Do I have a sign around my neck that says "SWM desperately seeking ultra-plus-size woman that likes everything I do"? I swear they're organized
No, but you do have a sign around your neck that says "Free cupcakes."
Just got a orange juice for my grandma, put gin in it without thinking. She's having a good morning.
Internet sex stories have completely ruined the word sopping for me.
Well I tried to steal a golf cart. I fought with the Chick-Fil-A cow. And other things.
OH DEAR GOD. He looks like if u licked him he'd taste like bourbon, sex and sunshine.
There was a pumpkin carving contest and we carved a very realistic dick about to penetrate a vagina. Our Christian Youth hosts were not happy.
Fuckin wine wasted last night. Found my pants in the toilet this morning.

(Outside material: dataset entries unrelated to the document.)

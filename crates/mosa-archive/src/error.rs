//! Archive errors

use mosa_goal::CoverageGoal;

/// Errors raised by [`Archive`](crate::Archive) operations
#[derive(Debug, Clone, PartialEq, thiserror::Error)]
pub enum ArchiveError {
    /// The goal is not part of the registered goal set
    #[error("unknown goal: {0}")]
    UnknownGoal(Box<CoverageGoal>),

    /// The goal was already registered
    #[error("goal already registered: {0}")]
    DuplicateGoal(Box<CoverageGoal>),

    /// The goal partitions disagree
    #[error("archive inconsistent at {goal}: {reason}")]
    Inconsistent {
        /// Offending goal
        goal: Box<CoverageGoal>,
        /// Which invariant broke
        reason: &'static str,
    },
}

impl ArchiveError {
    pub(crate) fn unknown(goal: &CoverageGoal) -> Self {
        Self::UnknownGoal(Box::new(goal.clone()))
    }

    pub(crate) fn duplicate(goal: &CoverageGoal) -> Self {
        Self::DuplicateGoal(Box::new(goal.clone()))
    }

    pub(crate) fn inconsistent(goal: &CoverageGoal, reason: &'static str) -> Self {
        Self::Inconsistent {
            goal: Box::new(goal.clone()),
            reason,
        }
    }
}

I'm over my straight phase. They all turned out to be idiots and none of them got me off. I'm going back to hot girls with strap ons.

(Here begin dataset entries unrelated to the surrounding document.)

impl BranchGoal {
    /// Create a branch goal
    #[inline]
    #[must_use]
    pub fn new(method: MethodRef, outcome: BranchOutcome) -> Self {
        Self { method, outcome }
    }

    /// Branch id
    #[inline]
    #[must_use]
    pub fn branch(&self) -> BranchId {
        self.outcome.branch
    }

    /// Desired outcome
    #[inline]
    #[must_use]
    pub fn value(&self) -> bool {
        self.outcome.value
    }

    /// Distance-based fitness of reaching this outcome
    ///
    /// `0` when taken, the normalized branch distance when the predicate
    /// executed, `1` when the method was entered but the predicate never
    /// evaluated, `2` when the method was never entered.
    #[must_use]
    pub fn fitness(&self, trace: &ExecutionTrace) -> f64 {
        if trace.is_outcome_covered(self.outcome) {
            return 0.0;
        }
        match trace.branch_distance(self.outcome) {
            Some(d) => normalize(d),
            None if trace.entered(&self.method) => 1.0,
            None => 2.0,
        }
    }
}

/// Weak or strong mutation
#[derive(Debug, Clone, Copy, PartialEq, Eq, PartialOrd, Ord, Hash, Serialize, Deserialize)]
#[serde(rename_all = "snake_case")]
pub enum MutationStrength {
    /// Mutant infects program state
    Weak,
    /// Mutant changes an observable outcome
    Strong,
}

/// A single coverage target
#[derive(Debug, Clone, PartialEq, Eq, PartialOrd, Ord, Hash, Serialize, Deserialize)]
#[serde(tag = "kind", rename_all = "snake_case")]
pub enum CoverageGoal {
    /// Take one outcome of a branch
    Branch(BranchGoal),
    /// Enter a method that has no branches
    BranchlessMethod {
        /// Target method
        method: MethodRef,
    },
    /// Execute an instruction
    Statement {
        /// Owning method
        method: MethodRef,
        /// Target instruction
        instruction: InstructionId,
    },
    /// Execute a source line
    Line {
        /// Owning method
        method: MethodRef,
        /// Line number
        line: u32,
    },
    /// Invoke a method
    Method {
        /// Target method
        method: MethodRef,
    },
    /// Invoke a method and have it return normally
    MethodNoException {
        /// Target method
        method: MethodRef,
    },
    /// Weakly or strongly kill a mutant
    Mutant {
        /// Mutated method
        method: MethodRef,
        /// Mutation id
        mutation: MutationId,
        /// Weak or strong
        strength: MutationStrength,
    },
    /// Observe an input value category on a method call
    Input {
        /// Target method
        method: MethodRef,
        /// Value category (e.g. `arg0:Negative`)
        category: Arc<str>,
    },
    /// Observe an output value category on a method return
    Output {
        /// Target method
        method: MethodRef,
        /// Value category (e.g. `Null`)
        category: Arc<str>,
    },
    /// Take the branch guarding a try/catch region
    TryCatch(BranchGoal),
    /// Take a branch outcome (or enter a branchless method) under a calling context
    ContextualBranch {
        /// Owning method
        method: MethodRef,
        /// Outcome; `None` targets entry of a branchless method
        outcome: Option<BranchOutcome>,
        /// Required calling context
        context: CallContext,
    },
    /// Have the unit under test raise an exception
    Exception {
        /// Method of the unit under test being called
        method: MethodRef,
        /// Fully qualified exception type
        exception_type: Arc<str>,
        /// How the exception arose
        exception_kind: ExceptionKind,
    },
}

impl CoverageGoal {
    /// Branch goal for the `true` outcome
    #[must_use]
    pub fn branch_true(method: MethodRef, branch: BranchId) -> Self {
        Self::Branch(BranchGoal::new(method, BranchOutcome::new(branch, true)))
    }

    /// Branch goal for the `false` outcome
    #[must_use]
    pub fn branch_false(method: MethodRef, branch: BranchId) -> Self {
        Self::Branch(BranchGoal::new(method, BranchOutcome::new(branch, false)))
    }

    /// Branch goal for an arbitrary outcome
    #[must_use]
    pub fn branch(method: MethodRef, outcome: BranchOutcome) -> Self {
        Self::Branch(BranchGoal::new(method, outcome))
    }

    /// Entry goal of a branchless method
    #[must_use]
    pub fn branchless(method: MethodRef) -> Self {
        Self::BranchlessMethod { method }
    }

    /// Statement goal
    #[must_use]
    pub fn statement(method: MethodRef, instruction: InstructionId) -> Self {
        Self::Statement { method, instruction }
    }

    /// Line goal
    #[must_use]
    pub fn line(method: MethodRef, line: u32) -> Self {
        Self::Line { method, line }
    }

    /// Method goal
    #[must_use]
    pub fn method_call(method: MethodRef) -> Self {
        Self::Method { method }
    }

    /// Method-no-exception goal
    #[must_use]
    pub fn method_no_exception(method: MethodRef) -> Self {
        Self::MethodNoException { method }
    }

    /// Weak mutant goal
    #[must_use]
    pub fn weak_mutant(method: MethodRef, mutation: MutationId) -> Self {
        Self::Mutant {
            method,
            mutation,
            strength: MutationStrength::Weak,
        }
    }

    /// Strong mutant goal
    #[must_use]
    pub fn strong_mutant(method: MethodRef, mutation: MutationId) -> Self {
        Self::Mutant {
            method,
            mutation,
            strength: MutationStrength::Strong,
        }
    }

    /// Input category goal
    #[must_use]
    pub fn input(method: MethodRef, category: &str) -> Self {
        Self::Input {
            method,
            category: Arc::from(category),
        }
    }

    /// Output category goal
    #[must_use]
    pub fn output(method: MethodRef, category: &str) -> Self {
        Self::Output {
            method,
            category: Arc::from(category),
        }
    }

    /// Try/catch goal over a branch outcome
    #[must_use]
    pub fn try_catch(method: MethodRef, outcome: BranchOutcome) -> Self {
        Self::TryCatch(BranchGoal::new(method, outcome))
    }

    /// Context-sensitive branch goal
    #[must_use]
    pub fn contextual(method: MethodRef, outcome: Option<BranchOutcome>, context: CallContext) -> Self {
        Self::ContextualBranch {
            method,
            outcome,
            context,
        }
    }

    /// Exception goal
    #[must_use]
    pub fn exception(method: MethodRef, exception_type: &str, exception_kind: ExceptionKind) -> Self {
        Self::Exception {
            method,
            exception_type: Arc::from(exception_type),
            exception_kind,
        }
    }

    /// Criterion this goal belongs to
    #[must_use]
    pub fn criterion(&self) -> Criterion {
        match self {
            Self::Branch(_) | Self::BranchlessMethod { .. } => Criterion::Branch,
            Self::Statement { .. } => Criterion::Statement,
            Self::Line { .. } => Criterion::Line,
            Self::Method { .. } => Criterion::Method,
            Self::MethodNoException { .. } => Criterion::MethodNoException,
            Self::Mutant {
                strength: MutationStrength::Weak,
                ..
            } => Criterion::WeakMutation,
            Self::Mutant {
                strength: MutationStrength::Strong,
                ..
            } => Criterion::StrongMutation,
            Self::Input { .. } => Criterion::Input,
            Self::Output { .. } => Criterion::Output,
            Self::TryCatch(_) => Criterion::TryCatch,
            Self::ContextualBranch { .. } => Criterion::ContextualBranch,
            Self::Exception { .. } => Criterion::Exception,
        }
    }

    /// Method the goal lives in
    #[must_use]
    pub fn method(&self) -> &MethodRef {
        match self {
            Self::Branch(b) | Self::TryCatch(b) => &b.method,
            Self::BranchlessMethod { method }
            | Self::Statement { method, .. }
            | Self::Line { method, .. }
            | Self::Method { method }
            | Self::MethodNoException { method }
            | Self::Mutant { method, .. }
            | Self::Input { method, .. }
            | Self::Output { method, .. }
            | Self::ContextualBranch { method, .. }
            | Self::Exception { method, .. } => method,
        }
    }

    /// Whether the goal is a node of the branch dependency graph
    ///
    /// Branch outcomes and branchless-method entries form the spine every
    /// other goal kind hangs off.
    #[inline]
    #[must_use]
    pub fn is_branch_spine(&self) -> bool {
        matches!(self, Self::Branch(_) | Self::BranchlessMethod { .. })
    }

    /// Branch goal payload, if this is a branch outcome
    #[inline]
    #[must_use]
    pub fn as_branch(&self) -> Option<&BranchGoal> {
        match self {
            Self::Branch(b) => Some(b),
            _ => None,
        }
    }

    /// Fitness of the trace w.r.t. this goal; `0.0` means covered
    ///
    /// The value is always `>= 0.0`. Smaller is closer. Exceptions are
    /// matched against the method that raised them; see
    /// [`CoverageGoal::fitness_for_target`] when exception goals are keyed
    /// by a target class.
    #[must_use]
    pub fn fitness(&self, trace: &ExecutionTrace) -> f64 {
        self.fitness_for_target(trace, None)
    }

    /// Fitness with exceptions attributed to `target_class`
    ///
    /// With a target class, a thrown exception counts for the goal named
    /// [`crate::ThrownException::attributed_method`], the same key the search
    /// uses when it synthesizes exception goals. Runs that used reflection
    /// never cover an exception goal.
    #[must_use]
    pub fn fitness_for_target(&self, trace: &ExecutionTrace, target_class: Option<&str>) -> f64 {
        match self {
            Self::Branch(b) | Self::TryCatch(b) => b.fitness(trace),
            Self::BranchlessMethod { method } | Self::Method { method } => {
                if trace.entered(method) {
                    0.0
                } else {
                    1.0
                }
            }
            Self::Statement {
                method,
                instruction,
            } => reach(trace.executed(*instruction), trace.entered(method)),
            Self::Line { method, line } => {
                reach(trace.is_line_covered(method, *line), trace.entered(method))
            }
            Self::MethodNoException { method } => {
                if trace.returned_normally(method) {
                    0.0
                } else if trace.entered(method) {
                    0.5
                } else {
                    1.0
                }
            }
            Self::Mutant {
                mutation,
                strength: MutationStrength::Weak,
                ..
            } => {
                if trace.is_touched(*mutation) {
                    0.0
                } else {
                    1.0
                }
            }
            Self::Mutant {
                mutation,
                strength: MutationStrength::Strong,
                ..
            } => {
                if trace.is_killed(*mutation) {
                    0.0
                } else if trace.is_touched(*mutation) {
                    0.5
                } else {
                    1.0
                }
            }
            Self::Input { method, category } => {
                if trace.observed_input(method, category) {
                    0.0
                } else {
                    1.0
                }
            }
            Self::Output { method, category } => {
                if trace.observed_output(method, category) {
                    0.0
                } else {
                    1.0
                }
            }
            Self::ContextualBranch {
                method,
                outcome: Some(outcome),
                context,
            } => {
                if trace.is_context_outcome_covered(*outcome, context) {
                    0.0
                } else {
                    1.0 + BranchGoal::new(method.clone(), *outcome).fitness(trace)
                }
            }
            Self::ContextualBranch {
                method,
                outcome: None,
                context,
            } => reach(trace.is_context_entered(context), trace.entered(method)),
            Self::Exception {
                method,
                exception_type,
                exception_kind,
            } => {
                let raised = !trace.called_reflection()
                    && trace.thrown_exceptions().iter().any(|e| {
                        e.sut_origin
                            && !e.skip
                            && e.kind == *exception_kind
                            && e.is_attributed_to(method, target_class)
                            && *e.exception_type == **exception_type
                    });
                if raised {
                    0.0
                } else {
                    1.0
                }
            }
        }
    }
}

yea sometimes its awkward. but when you're a straight bartender at a gay bar and everyone knows it, they all think that they can make me turn gay. its like oh yea dude that extra $20 tip makes me want to suck some dick now
This has to be the weirdest conversation I've ever had sober and in the middle of the day before.
In two separate occurrences, I could have avoided getting my heart broken, and chlamydia, all with a left swipe.

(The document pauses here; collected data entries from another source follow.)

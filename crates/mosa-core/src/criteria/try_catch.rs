//! Try/catch coverage

use super::{wrong_kind, AttachContext, CriterionAdapter};
use mosa_goal::{CoverageGoal, Criterion};

/// Attaches each try/catch goal below the branch goal it wraps
#[derive(Debug, Clone, Copy, Default)]
pub struct TryCatchAdapter;

impl CriterionAdapter for TryCatchAdapter {
    fn criterion(&self) -> Criterion {
        Criterion::TryCatch
    }

    fn attach(&self, goals: &[CoverageGoal], ctx: &mut AttachContext<'_>) {
        for goal in goals {
            let CoverageGoal::TryCatch(branch) = goal else {
                wrong_kind(self.criterion(), goal);
            };
            ctx.attach_to_outcomes(&[branch.outcome], goal);
        }
    }
}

And some neighbor just saw me naked and hunched over a bag of potato chips stuffing my face. Maybe clothes aren't a bad idea.
a homeless man let us know that my friend was asleep in the bushes outside my house on main street. So just a small get together.
I left my Bacardi and dignity in your freezer. Will come get it later.
So, I think think I left my underwear at your house. Well...not exactly your house but your roof.